***** RECORDS TO USE *****
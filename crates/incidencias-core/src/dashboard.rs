//! Dashboard aggregation: how many incidents per type and per status.

use serde::{Deserialize, Serialize};

use crate::incident::Incident;

/// One row of a frequency table.
#[derive(Debug, Clone, PartialEq, Eq, Serialize, Deserialize)]
pub struct Bucket {
  pub key:   String,
  pub count: usize,
}

/// Frequency tables over an incident list. Keys appear in first-seen order.
#[derive(Debug, Clone, Default, PartialEq, Eq, Serialize, Deserialize)]
#[serde(rename_all = "camelCase")]
pub struct Dashboard {
  pub total:     usize,
  pub by_type:   Vec<Bucket>,
  pub by_status: Vec<Bucket>,
}

impl Dashboard {
  pub fn from_incidents<'a>(incidents: impl IntoIterator<Item = &'a Incident>) -> Self {
    let mut dashboard = Dashboard::default();
    for incident in incidents {
      dashboard.total += 1;
      bump(&mut dashboard.by_type, &incident.kind);
      bump(&mut dashboard.by_status, &incident.status);
    }
    dashboard
  }
}

fn bump(buckets: &mut Vec<Bucket>, key: &str) {
  match buckets.iter_mut().find(|b| b.key == key) {
    Some(bucket) => bucket.count += 1,
    None => buckets.push(Bucket { key: key.to_owned(), count: 1 }),
  }
}
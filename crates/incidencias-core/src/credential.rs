//! Stored password credentials.
//!
//! A stored password is classified once, by its format marker, into a
//! [`Credential`]. Accounts created here always get an argon2id PHC string.
//! bcrypt strings (written by the old seed script) and plaintext values
//! (accounts from before hashing was introduced) still authenticate.

use argon2::{
  Argon2, PasswordHash, PasswordHasher, PasswordVerifier, password_hash::SaltString,
};
use rand_core::OsRng;

use crate::{Error, Result};

/// Length of a bcrypt modular-crypt string, e.g. `$2b$10$` + 53 chars.
const BCRYPT_LEN: usize = 60;

#[derive(Debug, Clone, Copy, PartialEq, Eq)]
pub enum HashScheme {
  /// PHC string, `$argon2id$v=19$...`
  Argon2,
  /// Modular crypt, `$2a$`, `$2b$`, `$2x$` or `$2y$`.
  Bcrypt,
}

/// A stored password, tagged by how it must be compared.
#[derive(Debug, Clone, Copy, PartialEq, Eq)]
pub enum Credential<'a> {
  /// Legacy value stored as-is.
  Plaintext(&'a str),
  Hashed {
    scheme:  HashScheme,
    encoded: &'a str,
  },
}

impl<'a> Credential<'a> {
  /// Decide how `stored` must be verified.
  ///
  /// A value only counts as hashed when it is well-formed for its scheme;
  /// anything else is treated as legacy plaintext.
  pub fn classify(stored: &'a str) -> Self {
    if is_bcrypt(stored) {
      return Credential::Hashed { scheme: HashScheme::Bcrypt, encoded: stored };
    }
    if stored.starts_with("$argon2") && PasswordHash::new(stored).is_ok() {
      return Credential::Hashed { scheme: HashScheme::Argon2, encoded: stored };
    }
    Credential::Plaintext(stored)
  }

  /// Check `candidate` against this credential.
  pub fn verify(&self, candidate: &str) -> bool {
    match *self {
      Credential::Plaintext(stored) => stored == candidate,
      Credential::Hashed { scheme: HashScheme::Argon2, encoded } => {
        PasswordHash::new(encoded)
          .map(|hash| {
            Argon2::default()
              .verify_password(candidate.as_bytes(), &hash)
              .is_ok()
          })
          .unwrap_or(false)
      }
      Credential::Hashed { scheme: HashScheme::Bcrypt, encoded } => {
        bcrypt::verify(candidate, encoded).unwrap_or(false)
      }
    }
  }

  pub fn is_hashed(&self) -> bool { matches!(self, Credential::Hashed { .. }) }
}

fn is_bcrypt(s: &str) -> bool {
  let b = s.as_bytes();
  b.len() == BCRYPT_LEN
    && b[0] == b'$'
    && b[1] == b'2'
    && matches!(b[2], b'a' | b'b' | b'x' | b'y')
    && b[3] == b'$'
}

/// Hash `password` into the argon2id PHC string stored for new accounts.
pub fn hash_password(password: &str) -> Result<String> {
  let salt = SaltString::generate(&mut OsRng);
  Argon2::default()
    .hash_password(password.as_bytes(), &salt)
    .map(|hash| hash.to_string())
    .map_err(|e| Error::Hash(e.to_string()))
}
*****
YOUR ASSIGNMENT:
A word-for-word restatement of every record above is expected.

WORKED SOLUTION:
filename crates/incidencias-core/src/dashboard.rs
//! Dashboard aggregation: how many incidents per type and per status.

use serde::{Deserialize, Serialize};

use crate::incident::Incident;

/// One row of a frequency table.
#[derive(Debug, Clone, PartialEq, Eq, Serialize, Deserialize)]
pub struct Bucket {
  pub key:   String,
  pub count: usize,
}

/// Frequency tables over an incident list. Keys appear in first-seen order.
#[derive(Debug, Clone, Default, PartialEq, Eq, Serialize, Deserialize)]
#[serde(rename_all = "camelCase")]
pub struct Dashboard {
  pub total:     usize,
  pub by_type:   Vec<Bucket>,
  pub by_status: Vec<Bucket>,
}

impl Dashboard {
  pub fn from_incidents<'a>(incidents: impl IntoIterator<Item = &'a Incident>) -> Self {
    let mut dashboard = Dashboard::default();
    for incident in incidents {
      dashboard.total += 1;
      bump(&mut dashboard.by_type, &incident.kind);
      bump(&mut dashboard.by_status, &incident.status);
    }
    dashboard
  }
}

fn bump(buckets: &mut Vec<Bucket>, key: &str) {
  match buckets.iter_mut().find(|b| b.key == key) {
    Some(bucket) => bucket.count += 1,
    None => buckets.push(Bucket { key: key.to_owned(), count: 1 }),
  }
}
filename crates/incidencias-core/src/credential.rs
//! Stored password credentials.
//!
//! A stored password is classified once, by its format marker, into a
//! [`Credential`]. Accounts created here always get an argon2id PHC string.
//! bcrypt strings (written by the old seed script) and plaintext values
//! (accounts from before hashing was introduced) still authenticate.

use argon2::{
  Argon2, PasswordHash, PasswordHasher, PasswordVerifier, password_hash::SaltString,
};
use rand_core::OsRng;

use crate::{Error, Result};

/// Length of a bcrypt modular-crypt string, e.g. `$2b$10$` + 53 chars.
const BCRYPT_LEN: usize = 60;

#[derive(Debug, Clone, Copy, PartialEq, Eq)]
pub enum HashScheme {
  /// PHC string, `$argon2id$v=19$...`
  Argon2,
  /// Modular crypt, `$2a$`, `$2b$`, `$2x$` or `$2y$`.
  Bcrypt,
}

/// A stored password, tagged by how it must be compared.
#[derive(Debug, Clone, Copy, PartialEq, Eq)]
pub enum Credential<'a> {
  /// Legacy value stored as-is.
  Plaintext(&'a str),
  Hashed {
    scheme:  HashScheme,
    encoded: &'a str,
  },
}

impl<'a> Credential<'a> {
  /// Decide how `stored` must be verified.
  ///
  /// A value only counts as hashed when it is well-formed for its scheme;
  /// anything else is treated as legacy plaintext.
  pub fn classify(stored: &'a str) -> Self {
    if is_bcrypt(stored) {
      return Credential::Hashed { scheme: HashScheme::Bcrypt, encoded: stored };
    }
    if stored.starts_with("$argon2") && PasswordHash::new(stored).is_ok() {
      return Credential::Hashed { scheme: HashScheme::Argon2, encoded: stored };
    }
    Credential::Plaintext(stored)
  }

  /// Check `candidate` against this credential.
  pub fn verify(&self, candidate: &str) -> bool {
    match *self {
      Credential::Plaintext(stored) => stored == candidate,
      Credential::Hashed { scheme: HashScheme::Argon2, encoded } => {
        PasswordHash::new(encoded)
          .map(|hash| {
            Argon2::default()
              .verify_password(candidate.as_bytes(), &hash)
              .is_ok()
          })
          .unwrap_or(false)
      }
      Credential::Hashed { scheme: HashScheme::Bcrypt, encoded } => {
        bcrypt::verify(candidate, encoded).unwrap_or(false)
      }
    }
  }

  pub fn is_hashed(&self) -> bool { matches!(self, Credential::Hashed { .. }) }
}

fn is_bcrypt(s: &str) -> bool {
  let b = s.as_bytes();
  b.len() == BCRYPT_LEN
    && b[0] == b'$'
    && b[1] == b'2'
    && matches!(b[2], b'a' | b'b' | b'x' | b'y')
    && b[3] == b'$'
}

/// Hash `password` into the argon2id PHC string stored for new accounts.
pub fn hash_password(password: &str) -> Result<String> {
  let salt = SaltString::generate(&mut OsRng);
  Argon2::default()
    .hash_password(password.as_bytes(), &salt)
    .map(|hash| hash.to_string())
    .map_err(|e| Error::Hash(e.to_string()))
}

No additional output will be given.